Space E. Row F. Number 449. This is the address of Gary John Butterfield's new home - at the Prescott National Cemetery.
Four people attended his funeral on Feb. 16. None was his family. But he got a proper veteran's burial, according to Bridgett Bowers.
Best as anyone can tell, she said, any blood relations don't even know that he is gone.
Before he died on Jan. 20, Butterfield lived in Rimrock.
Few people seemed to know Butterfield. Fewer seemed to care. For close to two years, Bowers was one of the few who would say more than HI to him.
And she did more than just offer a greeting. She was his friend - and his landlord.
Bowers, property manager at Camp Verde Realty, remembers the first time she met the man who many believed was too much trouble for their time.
"He came to us in 2014 through Catholic Social Services. We didn't know a lot about him," Bowers said. "We knew he was a veteran."
Bowers says that Catholic Social Services dropped Butterfield off, with his clothes and rent for a few months. After that, his social security and veterans' benefits would pay his way.
Other than helping pay for his place to live, Catholic Charities "had turned their back on him," Bowers said.
A Catholic Charities representative declined to comment on Butterfield.
About eight months ago, Bowers began to pick Butterfield up at his place, take him to the grocery store or for a haircut. "The way it started, I would pick up his rent," Bowers said. "Then I would be the only one to get him out of the house."
So long as Gary was on his medication, he was fine, Bowers said.
"He'd be a bit ornery,' she said. "But not much. The man's a veteran. You're telling me he's the only ornery veteran out there?"
"She took an interest in Butterfield out of necessity," according to Chris Cameron, one of Bowers' co-workers. "He was loud, crass and belligerent. But in time, she found she cared for the old fool. In large part, because of how few other people seemed to care for him. But also because a crusty exterior is almost never an indication of the person it encases."
Said Bowers, Butterfield's medical condition caused his clothing to not be comfortable. So when he was alone at home - which was most of the time - he would be undressed.

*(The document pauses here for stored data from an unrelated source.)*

//! Core pipeline of the jsopt toolchain.
//!
//! Sources in the small prefix-notation `.jsp` language are compiled to
//! JavaScript:
//!
//!   source .jsp
//!     -> lexer      (tokens)
//!     -> parser     (surface AST)
//!     -> lower      (JavaScript AST)
//!     -> optimizer  (constant folding)
//!     -> js::printer (JavaScript text, parenthesized by precedence)
//!
//! Every phase is recorded as a trace event through a `jsopt_trace`
//! logger passed in by the caller. The CLI and any other front end should
//! depend on this crate rather than reimplementing the pipeline.

// ---------------------------------------------------------------------
// Error handling
// ---------------------------------------------------------------------

pub mod error;

// ---------------------------------------------------------------------
// Front-end: lexing, parsing and lowering
// ---------------------------------------------------------------------

pub mod lexer;
pub mod parser;
pub mod ast;
pub mod lower;

// ---------------------------------------------------------------------
// JavaScript output tree: operators, precedence, printing
// ---------------------------------------------------------------------

pub mod js;

// ---------------------------------------------------------------------
// Passes, source discovery and compiler orchestration
// ---------------------------------------------------------------------

pub mod optimizer;
pub mod sources;
pub mod compiler;

// ---------------------------------------------------------------------
// Public API re-exports
// ---------------------------------------------------------------------

pub use compiler::{CompilationArtifact, CompileOptions, CompiledFile, compile, compile_tree};
pub use error::CoreError;
pub use js::{NodeRef, Precedence, resolve};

"He was a rude man, he didn't bathe, he was partial to sitting naked in his rented apartment and seemed to relish shocking the myriad of social workers who came to, and just as quickly ran away from his doorstep," Cameron said. "He was his own worst enemy."

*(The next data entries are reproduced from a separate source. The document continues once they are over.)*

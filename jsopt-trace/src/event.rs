//! Event tree model and its JSON record shape.

use serde::ser::{SerializeMap, SerializeStruct};
use serde::{Serialize, Serializer};

/// Record discriminator for timed events.
const RECORD_TYPE_EVENT: i32 = -2;
/// Record discriminator for timeline marks.
const RECORD_TYPE_MARK: i32 = 11;

/// A category of traced work.
///
/// Categories are plain `const` values so that any crate can declare its
/// own next to the code it instruments. The name and color are what an
/// external viewer shows; `high_volume` marks categories that can be
/// switched off wholesale to save memory.
#[derive(Debug, Clone, Copy, PartialEq, Eq, Hash)]
pub struct EventType {
    pub name: &'static str,
    pub color: &'static str,
    pub high_volume: bool,
}

impl EventType {
    pub const fn new(name: &'static str, color: &'static str) -> Self {
        EventType {
            name,
            color,
            high_volume: false,
        }
    }

    /// Same category, flagged as high volume.
    pub const fn high_volume(self) -> Self {
        EventType {
            high_volume: true,
            ..self
        }
    }

    /// Synthetic child recording host pause time (see [`crate::pause`]).
    pub const GC: EventType = EventType::new("Garbage Collection", "#AA5555");

    /// Synthetic child recording time spent inside the logger itself.
    pub const OVERHEAD: EventType = EventType::new("Trace Overhead", "#FF0000");
}

#[derive(Debug, Clone, Copy, PartialEq, Eq)]
pub enum EventKind {
    Typed(EventType),
    /// Zero-duration timeline marker.
    Mark,
}

/// One timed span and everything nested inside it.
#[derive(Debug, Clone, PartialEq)]
pub struct Event {
    pub(crate) id: u64,
    kind: EventKind,
    start_nanos: u64,
    duration_nanos: u64,
    closed: bool,
    data: Vec<(String, String)>,
    children: Vec<Event>,
}

impl Event {
    /// `data` must already be validated as key/value pairs.
    pub(crate) fn open(id: u64, kind: EventKind, start_nanos: u64, data: &[&str]) -> Self {
        let mut event = Event {
            id,
            kind,
            start_nanos,
            duration_nanos: 0,
            closed: false,
            data: Vec::new(),
            children: Vec::new(),
        };
        event.push_data(data);
        event
    }

    /// Builds an already-closed event, used for synthetic children.
    pub(crate) fn closed(
        id: u64,
        kind: EventKind,
        start_nanos: u64,
        duration_nanos: u64,
        data: &[&str],
    ) -> Self {
        let mut event = Event::open(id, kind, start_nanos, data);
        event.duration_nanos = duration_nanos;
        event.closed = true;
        event
    }

    pub(crate) fn close(&mut self, end_nanos: u64) {
        debug_assert!(!self.closed, "event closed twice");
        self.duration_nanos = end_nanos.saturating_sub(self.start_nanos);
        self.closed = true;
    }

    pub(crate) fn extend_duration(&mut self, nanos: u64) {
        self.duration_nanos = self.duration_nanos.saturating_add(nanos);
    }

    pub(crate) fn push_data(&mut self, data: &[&str]) {
        for pair in data.chunks_exact(2) {
            self.data.push((pair[0].to_string(), pair[1].to_string()));
        }
    }

    pub(crate) fn push_child(&mut self, child: Event) {
        self.children.push(child);
    }

    pub fn kind(&self) -> EventKind {
        self.kind
    }

    /// Display name of the category, `None` for marks.
    pub fn type_name(&self) -> Option<&'static str> {
        match self.kind {
            EventKind::Typed(ty) => Some(ty.name),
            EventKind::Mark => None,
        }
    }

    pub fn start_nanos(&self) -> u64 {
        self.start_nanos
    }

    pub fn duration_nanos(&self) -> u64 {
        self.duration_nanos
    }

    pub fn end_nanos(&self) -> u64 {
        self.start_nanos.saturating_add(self.duration_nanos)
    }

    pub fn is_closed(&self) -> bool {
        self.closed
    }

    pub fn children(&self) -> &[Event] {
        &self.children
    }

    pub fn data(&self) -> &[(String, String)] {
        &self.data
    }

    /// Latest value recorded for `key`.
    pub fn datum(&self, key: &str) -> Option<&str> {
        self.data
            .iter()
            .rev()
            .find(|(k, _)| k == key)
            .map(|(_, v)| v.as_str())
    }

    /// Serializes the subtree as a single JSON line (no trailing newline).
    pub fn to_json(&self) -> serde_json::Result<String> {
        serde_json::to_string(self)
    }
}

pub(crate) fn nanos_to_millis(nanos: u64) -> f64 {
    nanos as f64 / 1_000_000.0
}

impl Serialize for Event {
    fn serialize<S: Serializer>(&self, serializer: S) -> Result<S::Ok, S::Error> {
        match self.kind {
            EventKind::Typed(ty) => {
                let mut record = serializer.serialize_struct("Event", 7)?;
                record.serialize_field("type", &RECORD_TYPE_EVENT)?;
                record.serialize_field("typeName", ty.name)?;
                record.serialize_field("color", ty.color)?;
                record.serialize_field("time", &nanos_to_millis(self.start_nanos))?;
                record.serialize_field("duration", &nanos_to_millis(self.duration_nanos))?;
                record.serialize_field("data", &DataObject(&self.data))?;
                record.serialize_field("children", &self.children)?;
                record.end()
            }
            EventKind::Mark => {
                let mut record = serializer.serialize_struct("Mark", 4)?;
                record.serialize_field("type", &RECORD_TYPE_MARK)?;
                record.serialize_field("time", &nanos_to_millis(self.start_nanos))?;
                record.serialize_field("duration", &0.0f64)?;
                record.serialize_field("data", &DataObject(&self.data))?;
                record.end()
            }
        }
    }
}

/// Flat JSON object over the recorded pairs. A repeated key keeps its first
/// position and takes its last value.
struct DataObject<'a>(&'a [(String, String)]);

impl Serialize for DataObject<'_> {
    fn serialize<S: Serializer>(&self, serializer: S) -> Result<S::Ok, S::Error> {
        let mut map = serializer.serialize_map(None)?;
        for (index, (key, _)) in self.0.iter().enumerate() {
            if self.0[..index].iter().any(|(k, _)| k == key) {
                continue;
            }
            let value = self.0[index..]
                .iter()
                .rev()
                .find(|(k, _)| k == key)
                .map(|(_, v)| v.as_str())
                .unwrap_or_default();
            map.serialize_entry(key, value)?;
        }
        map.end()
    }
}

According to Trish Arruda-Peterson from High Caliber Home Care in Camp Verde, she and Bowers talked about trying to provide help for Butterfield. Arruda-Peterson said she called the Prescott VA to be approved as a care provider, but that the VA" didn't return my telephone calls."
"I think it's a sad case, that they dropped the ball for this man," Arruda-Peterson said.

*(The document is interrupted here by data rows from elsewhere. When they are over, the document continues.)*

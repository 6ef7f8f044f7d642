//! Domain value objects and types.
//!
//! Type-safe wrappers for contact names and phone numbers. A phone number is
//! validated at construction time, so invalid data cannot be represented in
//! a record.

pub mod errors;
pub mod name;
pub mod phone;

pub use errors::ValidationError;
pub use name::Name;
pub use phone::PhoneNumber;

Bowers and Butterfield used to talk about how nobody else would come to see him. To this day, she doesn't understand the lack of compassion she perceived in the paid professionals.
"Nobody ever would come and help him," Bowers said with tears in her eyes. "From what I heard, 40 people couldn't get along with him. But I could? That doesn't make any sense to me. Everybody says it's wonderful what I'm doing. I'm thinking, "who wouldn't [help]?' It's sad."
The food delivery driver from Meals on Wheels found Butterfield, dead, in his living room.
Other than Bowers - and Meals on Wheels, nobody visited Butterfield. That was no way to treat a veteran, Bowers said, who was equal parts sad and angry when she found out that Butterfield had died.
"He was an elderly person who needed help," Bowers said. "And he served his country."